··· Information provided

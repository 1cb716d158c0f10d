//! Admin job bookkeeping

use std::collections::BTreeMap;
use std::sync::Arc;

use chrono::Utc;
use jobservice_client::JobKind;
use parking_lot::Mutex;

use super::model::{AdminJob, AdminJobName, AdminJobStatus};
use crate::error::{Error, Result};

/// Number of rows returned by [AdminJobStore::top10]
pub const RECENT_JOBS: usize = 10;

/// Filters for listing admin jobs
#[derive(Debug, Clone, Copy, Default)]
pub struct AdminJobQuery {
    /// Jobs with this name
    pub name: Option<AdminJobName>,
    /// Jobs of this kind
    pub kind: Option<JobKind>,
}

/// Local records of admin jobs. Deleted rows are never returned.
#[async_trait::async_trait]
pub trait AdminJobStore: std::fmt::Debug + Send + Sync {
    /// Add a row awaiting submission.
    ///
    /// A periodic row is refused while another periodic row of the same name exists.
    async fn add(&self, name: AdminJobName, kind: JobKind, cron: String) -> Result<AdminJob>;

    /// Record the job service handle of a row
    async fn set_uuid(&self, id: i64, uuid: &str) -> Result<()>;

    /// Look up a row
    async fn get(&self, id: i64) -> Result<Option<AdminJob>>;

    /// Rows matching the query, oldest first
    async fn list(&self, query: AdminJobQuery) -> Result<Vec<AdminJob>>;

    /// The most recent rows of a job, newest first
    async fn top10(&self, name: AdminJobName) -> Result<Vec<AdminJob>>;

    /// The most recent row of a job and kind
    async fn latest(&self, name: AdminJobName, kind: JobKind) -> Result<Option<AdminJob>>;

    /// Soft delete a row
    async fn delete(&self, id: i64) -> Result<()>;

    /// Record a reported status, returning whether the row changed.
    ///
    /// One-off jobs only move forward. Periodic rows track their latest run.
    async fn update_status(&self, id: i64, status: AdminJobStatus) -> Result<bool>;
}

#[derive(Debug, Default)]
struct Rows {
    next_id: i64,
    jobs: BTreeMap<i64, AdminJob>,
}

impl Rows {
    fn live_mut(&mut self, id: i64) -> Result<&mut AdminJob> {
        self.jobs
            .get_mut(&id)
            .filter(|job| !job.deleted)
            .ok_or_else(|| Error::NotFound(format!("admin job {id} not found")))
    }
}

/// In-memory [AdminJobStore]
#[derive(Debug, Clone, Default)]
pub struct MemoryAdminJobStore {
    inner: Arc<Mutex<Rows>>,
}

impl MemoryAdminJobStore {
    /// Create an empty store
    pub fn new() -> Self {
        Self::default()
    }
}

#[async_trait::async_trait]
impl AdminJobStore for MemoryAdminJobStore {
    async fn add(&self, name: AdminJobName, kind: JobKind, cron: String) -> Result<AdminJob> {
        let mut inner = self.inner.lock();
        if kind == JobKind::Periodic
            && inner
                .jobs
                .values()
                .any(|job| !job.deleted && job.name == name && job.kind == JobKind::Periodic)
        {
            return Err(Error::PreconditionFailed(format!(
                "{name} is already scheduled"
            )));
        }

        inner.next_id += 1;
        let now = Utc::now();
        let job = AdminJob {
            id: inner.next_id,
            name,
            kind,
            cron,
            uuid: String::new(),
            status: match kind {
                JobKind::Generic => AdminJobStatus::Pending,
                JobKind::Periodic => AdminJobStatus::Scheduled,
            },
            creation_time: now,
            update_time: now,
            deleted: false,
        };
        inner.jobs.insert(job.id, job.clone());
        Ok(job)
    }

    async fn set_uuid(&self, id: i64, uuid: &str) -> Result<()> {
        let mut inner = self.inner.lock();
        let job = inner.live_mut(id)?;
        job.uuid = uuid.to_owned();
        job.update_time = Utc::now();
        Ok(())
    }

    async fn get(&self, id: i64) -> Result<Option<AdminJob>> {
        Ok(self
            .inner
            .lock()
            .jobs
            .get(&id)
            .filter(|job| !job.deleted)
            .cloned())
    }

    async fn list(&self, query: AdminJobQuery) -> Result<Vec<AdminJob>> {
        Ok(self
            .inner
            .lock()
            .jobs
            .values()
            .filter(|job| !job.deleted)
            .filter(|job| query.name.is_none_or(|name| job.name == name))
            .filter(|job| query.kind.is_none_or(|kind| job.kind == kind))
            .cloned()
            .collect())
    }

    async fn top10(&self, name: AdminJobName) -> Result<Vec<AdminJob>> {
        let mut jobs: Vec<AdminJob> = self
            .inner
            .lock()
            .jobs
            .values()
            .filter(|job| !job.deleted && job.name == name)
            .cloned()
            .collect();
        jobs.sort_by(|a, b| {
            b.creation_time
                .cmp(&a.creation_time)
                .then_with(|| b.id.cmp(&a.id))
        });
        jobs.truncate(RECENT_JOBS);
        Ok(jobs)
    }

    async fn latest(&self, name: AdminJobName, kind: JobKind) -> Result<Option<AdminJob>> {
        Ok(self
            .inner
            .lock()
            .jobs
            .values()
            .rev()
            .find(|job| !job.deleted && job.name == name && job.kind == kind)
            .cloned())
    }

    async fn delete(&self, id: i64) -> Result<()> {
        let mut inner = self.inner.lock();
        let job = inner.live_mut(id)?;
        job.deleted = true;
        job.update_time = Utc::now();
        Ok(())
    }

    async fn update_status(&self, id: i64, status: AdminJobStatus) -> Result<bool> {
        let mut inner = self.inner.lock();
        let job = inner.live_mut(id)?;
        let allowed = match job.kind {
            JobKind::Generic => job.status.can_become(status),
            JobKind::Periodic => job.status != status,
        };
        if !allowed {
            return Ok(false);
        }
        job.status = status;
        job.update_time = Utc::now();
        Ok(true)
    }
}
//! Notification (webhook) policies

use std::time::Duration;

use serde::{Deserialize, Serialize};

use crate::error::{Error, Result};
use crate::policy::{Policy, PolicySpec, Target, Trigger};

/// Events a notification policy can subscribe to
pub const SUPPORTED_EVENT_TYPES: &[&str] = &[
    "PUSH_ARTIFACT",
    "PULL_ARTIFACT",
    "DELETE_ARTIFACT",
    "SCANNING_COMPLETED",
    "SCANNING_FAILED",
    "QUOTA_EXCEED",
    "QUOTA_WARNING",
    "REPLICATION",
    "TAG_RETENTION",
];

/// Delivery channels a notification target can use
pub const SUPPORTED_TARGET_TYPES: &[&str] = &["http", "slack"];

/// Notification-specific policy fields
#[derive(Debug, Clone, PartialEq, Serialize, Deserialize)]
pub struct NotificationSpec {
    /// Where notifications are delivered
    #[serde(default)]
    pub targets: Vec<Target>,
}

/// A notification policy
pub type NotificationPolicy = Policy<NotificationSpec>;

impl PolicySpec for NotificationSpec {
    const KIND: &'static str = "notification";

    fn validate(&mut self, trigger: &Trigger) -> Result<()> {
        match trigger {
            Trigger::Event { event_types } if !event_types.is_empty() => {
                if let Some(unknown) = event_types
                    .iter()
                    .find(|event| !SUPPORTED_EVENT_TYPES.contains(&event.as_str()))
                {
                    return Err(Error::BadRequest(format!(
                        "unsupported event type {unknown:?}"
                    )));
                }
            }
            Trigger::Event { .. } => {
                return Err(Error::BadRequest("at least one event type is required".into()));
            }
            _ => {
                return Err(Error::BadRequest(
                    "notification policies are triggered by events".into(),
                ));
            }
        }

        if self.targets.is_empty() {
            return Err(Error::BadRequest("at least one target is required".into()));
        }
        for target in &mut self.targets {
            target.validate(SUPPORTED_TARGET_TYPES)?;
        }
        Ok(())
    }
}

/// Checks whether a target can be reached.
#[async_trait::async_trait]
pub trait TargetProber: std::fmt::Debug + Send + Sync {
    /// Probe a single target, describing the failure if it is unreachable.
    async fn probe(&self, target: &Target) -> std::result::Result<(), String>;
}

/// Probes targets by opening a TCP connection to their host.
#[derive(Debug, Clone)]
pub struct TcpProber {
    timeout: Duration,
}

impl TcpProber {
    /// Create a prober which waits up to `timeout` per target
    pub fn new(timeout: Duration) -> Self {
        Self { timeout }
    }
}

impl Default for TcpProber {
    fn default() -> Self {
        Self::new(Duration::from_secs(5))
    }
}

#[async_trait::async_trait]
impl TargetProber for TcpProber {
    async fn probe(&self, target: &Target) -> std::result::Result<(), String> {
        let url = target.url().map_err(|error| error.to_string())?;
        let host = url
            .host_str()
            .ok_or_else(|| format!("{} has no host", target.address))?
            .trim_start_matches('[')
            .trim_end_matches(']')
            .to_owned();
        let port = url
            .port_or_known_default()
            .ok_or_else(|| format!("{} has no port", target.address))?;

        match tokio::time::timeout(self.timeout, tokio::net::TcpStream::connect((host.as_str(), port)))
            .await
        {
            Ok(Ok(_)) => Ok(()),
            Ok(Err(error)) => Err(format!("{}: {error}", target.address)),
            Err(_) => Err(format!("{}: timed out", target.address)),
        }
    }
}

/// Exercise every target of a policy, failing on the first unreachable one.
#[tracing::instrument(skip_all, fields(name = %policy.name))]
pub async fn test_policy(prober: &dyn TargetProber, policy: &NotificationPolicy) -> Result<()> {
    for target in &policy.spec.targets {
        if let Err(reason) = prober.probe(target).await {
            tracing::info!(address = %target.address, %reason, "notification target unreachable");
            return Err(Error::BadRequest(format!("target unreachable: {reason}")));
        }
    }
    Ok(())
}
/// Storage of replication executions and their tasks.
///
/// Every method is atomic with respect to the others.
#[async_trait::async_trait]
pub trait ExecutionStore: std::fmt::Debug + Send + Sync {
    /// Create an execution together with its tasks, returning both.
    ///
    /// The execution is never visible without its tasks, and one without
    /// tasks is finished immediately. Fails with a conflict when the policy
    /// already has a live execution with the same trigger.
    async fn create_execution(
        &self,
        policy_id: i64,
        trigger: ExecutionTrigger,
        tasks: Vec<NewTask>,
    ) -> Result<(Execution, Vec<Task>)>;

    /// Look up an execution
    async fn get_execution(&self, id: i64) -> Result<Option<Execution>>;

    /// List executions, newest first
    async fn list_executions(&self, query: &ExecutionQuery) -> Result<(usize, Vec<Execution>)>;

    /// Live (in progress or stopping) executions of a policy
    async fn live_executions(&self, policy_id: i64) -> Result<Vec<Execution>>;

    /// Look up a task
    async fn get_task(&self, id: i64) -> Result<Option<Task>>;

    /// List the tasks of an execution, in creation order
    async fn list_tasks(&self, execution_id: i64, query: &TaskQuery) -> Result<(usize, Vec<Task>)>;

    /// Record the job assigned to a task, returning whether the task is still live.
    async fn set_task_job(&self, task_id: i64, uuid: &str) -> Result<bool>;

    /// Move a task forward, returning whether its status changed.
    async fn update_task_status(&self, task_id: i64, status: TaskStatus) -> Result<bool>;

    /// Claim a task for stopping.
    async fn claim_stop(&self, task_id: i64) -> Result<StopClaim>;

    /// Mark a live execution as stopping, returning its current state.
    async fn begin_stop(&self, execution_id: i64) -> Result<Execution>;

    /// Recompute an execution from its tasks, returning the result.
    async fn reconcile_execution(&self, execution_id: i64) -> Result<Execution>;
}

#[derive(Debug, Default)]
struct Tables {
    next_execution: i64,
    next_task: i64,
    executions: BTreeMap<i64, Execution>,
    tasks: BTreeMap<i64, Task>,
}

······

| Work request |
Scan the entries and show every line in which the word "required" is found.

| Written answer |
                return Err(Error::BadRequest("at least one event type is required".into()));
            return Err(Error::BadRequest("at least one target is required".into()));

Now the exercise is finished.